BETSEY JOHNSONIt was Betsey Johnson's 70th birthday last night, and her collection (along with the beauty look) was a huge celebration of her. Jon Reyman paid direct homage to the designer by trying to replicate her iconic hairstyle. He first created a center part, then sprayed Aveda hair spray through each section and finally crimped strands all over the head. The result was an intensely textured and piecey look. "What epitomizes a party more than crimped hair?" Reyman said. "You know if you've got crimped hair, you're down to do something crazy." Inspiration for the face came from pinup girls and comic superheroes. Makeup artist Gato began by drawing on graphic black brows, using Maybelline EyeStudio Master Precise Ink Pen Eyeliner. He used the same liner to paint an ultra-thick cat eye. He mixed Maybelline EyeStudio Color Tattoo 24HR Cream Gel Shadow in Audacious Asphalt and Too Cool for a gunmetal cream color that he blended on the inner and outer corners of the eyes.
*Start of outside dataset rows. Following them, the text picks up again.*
//! Value-level error kinds, traceback entries, and host-level error types
//! (spec §4.8, §7, §9.5).
//!
//! Two separate error universes live here, matching how the retrieved
//! corpus's own VM runtimes split them (e.g. `maemre-neptune::gc::GcInitError`
//! vs. a GC's own internal abort-on-OOM policy):
//!
//! - mutator/value errors: an [`OME_Value`](crate::value::Value) with its
//!   error bit set, tagged `Constant` with one of [`ErrorKind`]'s ordinals.
//!   These never become a Rust `Result` — they propagate through ordinary
//!   return values, exactly as the language's `catch`/`try` expects.
//! - host errors: [`HeapInitError`]/[`GrowError`], hand-rolled
//!   `std::error::Error` impls for failures that have no `OME_Value`
//!   representation at all (address space exhaustion, OOM after a full
//!   collection at the heap ceiling).

use crate::value::{Constant, Value};
use std::fmt;
use std::io;

/// The enumerated value-level error kinds (spec §7). Each corresponds to
/// one of the `Constant` ordinals reserved in [`crate::value::Constant`].
#[derive(Debug, Clone, Copy, PartialEq, Eq)]
pub enum ErrorKind {
    StackOverflow,
    NotUnderstood,
    TypeError,
    IndexError,
    SizeError,
    Overflow,
    DivideByZero,
}

impl ErrorKind {
    #[inline]
    pub fn constant(self) -> Constant {
        match self {
            ErrorKind::StackOverflow => Constant::StackOverflow,
            ErrorKind::NotUnderstood => Constant::NotUnderstood,
            ErrorKind::TypeError => Constant::TypeError,
            ErrorKind::IndexError => Constant::IndexError,
            ErrorKind::SizeError => Constant::SizeError,
            ErrorKind::Overflow => Constant::Overflow,
            ErrorKind::DivideByZero => Constant::DivideByZero,
        }
    }

    /// Build the `OME_Value` this error kind denotes, with the error bit
    /// set (spec §4.8's `OME_ERROR` macro).
    #[inline]
    pub fn value(self) -> Value {
        Value::tag_unsigned(crate::value::Tag::CONSTANT, self.constant() as usize).error()
    }
}

/// One frame of a traceback, mirroring `OME_Traceback_Entry`. Generated
/// code provides a static table of these; the crate only ever indexes
/// into it (spec §6.1 `OME_traceback_table`).
#[derive(Debug, Clone, Copy)]
pub struct TracebackEntry {
    pub method_name: &'static str,
    pub stream_name: &'static str,
    pub source_line: &'static str,
    pub line_number: u32,
    pub column: u32,
    pub underline: u32,
}

/// Render a value for display: strings print their bytes, anything else
/// prints as `#<tag:data>` (spec §4.7, the original's `OME_print_value`).
/// Non-string values are not coerced via a `string` message send here —
/// that coercion is a builtin method body and out of this crate's scope;
/// callers that want coercion perform it before calling this.
pub fn print_value(out: &mut dyn fmt::Write, text: Option<&str>, raw: Value) -> fmt::Result {
    match text {
        Some(s) => out.write_str(s),
        None => write!(out, "#<{}:{}>", raw.get_tag().0, raw.untag_unsigned()),
    }
}

/// Reproduce the original runtime's full traceback format: a header line,
/// one block per entry with its source excerpt and caret underline, then
/// the final `Error: ` line (spec §9.5; spec.md §7 only specifies the
/// final line's content, this is the full original format).
pub fn print_traceback(
    out: &mut dyn fmt::Write,
    entries: &[TracebackEntry],
    error_text: Option<&str>,
    error_value: Value,
) -> fmt::Result {
    if !entries.is_empty() {
        out.write_str("Traceback (most recent call last):\n")?;
    }
    for tb in entries {
        writeln!(
            out,
            "  File \"{}\", line {}, in |{}|",
            tb.stream_name, tb.line_number, tb.method_name
        )?;
        writeln!(out, "    {}", tb.source_line)?;
        out.write_str("    ")?;
        for _ in 0..tb.column {
            out.write_char(' ')?;
        }
        for _ in 0..tb.underline {
            out.write_char('^')?;
        }
        out.write_char('\n')?;
    }
    out.write_str("Error: ")?;
    print_value(out, error_text, error_value.strip_error())?;
    out.write_char('\n')
}

/// A host-level failure reserving or initializing the heap arena (spec
/// §7, §9.2). Has no `OME_Value` representation — the mutator never sees
/// this, it aborts process startup.
#[derive(Debug)]
pub enum HeapInitError {
    Reserve(io::Error),
    ReservationTooSmall { requested: usize, min: usize },
}

impl fmt::Display for HeapInitError {
    fn fmt(&self, f: &mut fmt::Formatter<'_>) -> fmt::Result {
        match self {
            HeapInitError::Reserve(e) => write!(f, "failed to reserve heap address space: {e}"),
            HeapInitError::ReservationTooSmall { requested, min } => write!(
                f,
                "heap reservation of {requested} bytes is below the minimum of {min} bytes"
            ),
        }
    }
}

impl std::error::Error for HeapInitError {
    fn source(&self) -> Option<&(dyn std::error::Error + 'static)> {
        match self {
            HeapInitError::Reserve(e) => Some(e),
            HeapInitError::ReservationTooSmall { .. } => None,
        }
    }
}

/// A host-level failure growing the heap arena (spec §7's "process-fatal"
/// out-of-memory path: a full collection followed by a failed grow at
/// `max_heap_size`).
#[derive(Debug)]
pub enum GrowError {
    Os(io::Error),
    AtCeiling { max_heap_size: usize },
}

impl fmt::Display for GrowError {
    fn fmt(&self, f: &mut fmt::Formatter<'_>) -> fmt::Result {
        match self {
            GrowError::Os(e) => write!(f, "failed to grow heap: {e}"),
            GrowError::AtCeiling { max_heap_size } => write!(
                f,
                "heap exhausted after full collection at its {max_heap_size}-byte ceiling"
            ),
        }
    }
}

impl std::error::Error for GrowError {
    fn source(&self) -> Option<&(dyn std::error::Error + 'static)> {
        match self {
            GrowError::Os(e) => Some(e),
            GrowError::AtCeiling { .. } => None,
        }
    }
}

#[cfg(test)]
mod tests {
    use super::*;

    #[test]
    fn error_kind_values_carry_error_bit() {
        for kind in [
            ErrorKind::StackOverflow,
            ErrorKind::NotUnderstood,
            ErrorKind::TypeError,
            ErrorKind::IndexError,
            ErrorKind::SizeError,
            ErrorKind::Overflow,
            ErrorKind::DivideByZero,
        ] {
            let v = kind.value();
            assert!(v.is_error());
            assert!(!v.strip_error().is_error());
        }
    }

    #[test]
    fn traceback_format_matches_original_shape() {
        let entries = [TracebackEntry {
            method_name: "foo",
            stream_name: "test.ome",
            source_line: "1 + bar",
            line_number: 3,
            column: 4,
            underline: 3,
        }];
        let mut s = String::new();
        print_traceback(&mut s, &entries, Some("boom"), ErrorKind::TypeError.value()).unwrap();
        assert!(s.starts_with("Traceback (most recent call last):\n"));
        assert!(s.contains("File \"test.ome\", line 3, in |foo|\n"));
        assert!(s.contains("    1 + bar\n"));
        assert!(s.ends_with("Error: boom\n"));
    }

    #[test]
    fn no_entries_skips_header() {
        let mut s = String::new();
        print_traceback(&mut s, &[], Some("oops"), ErrorKind::DivideByZero.value()).unwrap();
        assert_eq!(s, "Error: oops\n");
    }
}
He next added a pop of vibrant yellow pigment on the center of eyes and finished with layer after layer of Maybelline Volum' Express the Falsies Flared mascara on lashes. He heavily applied Maybelline Dream Bouncy Blush in Candy Coral on the cheeks and swiped Maybelline Color Sensational Lipcolor in Very Cherry on the lips. To give the pout what Gato called a "Ferrari look," he patted on red glitter at the end. Matching the glamorous lips were va-va-voom sparkly red nails. Manicurist Gina Edwards used oval imPress press-on nails that she painted with two generous coats of glittery ruby polish.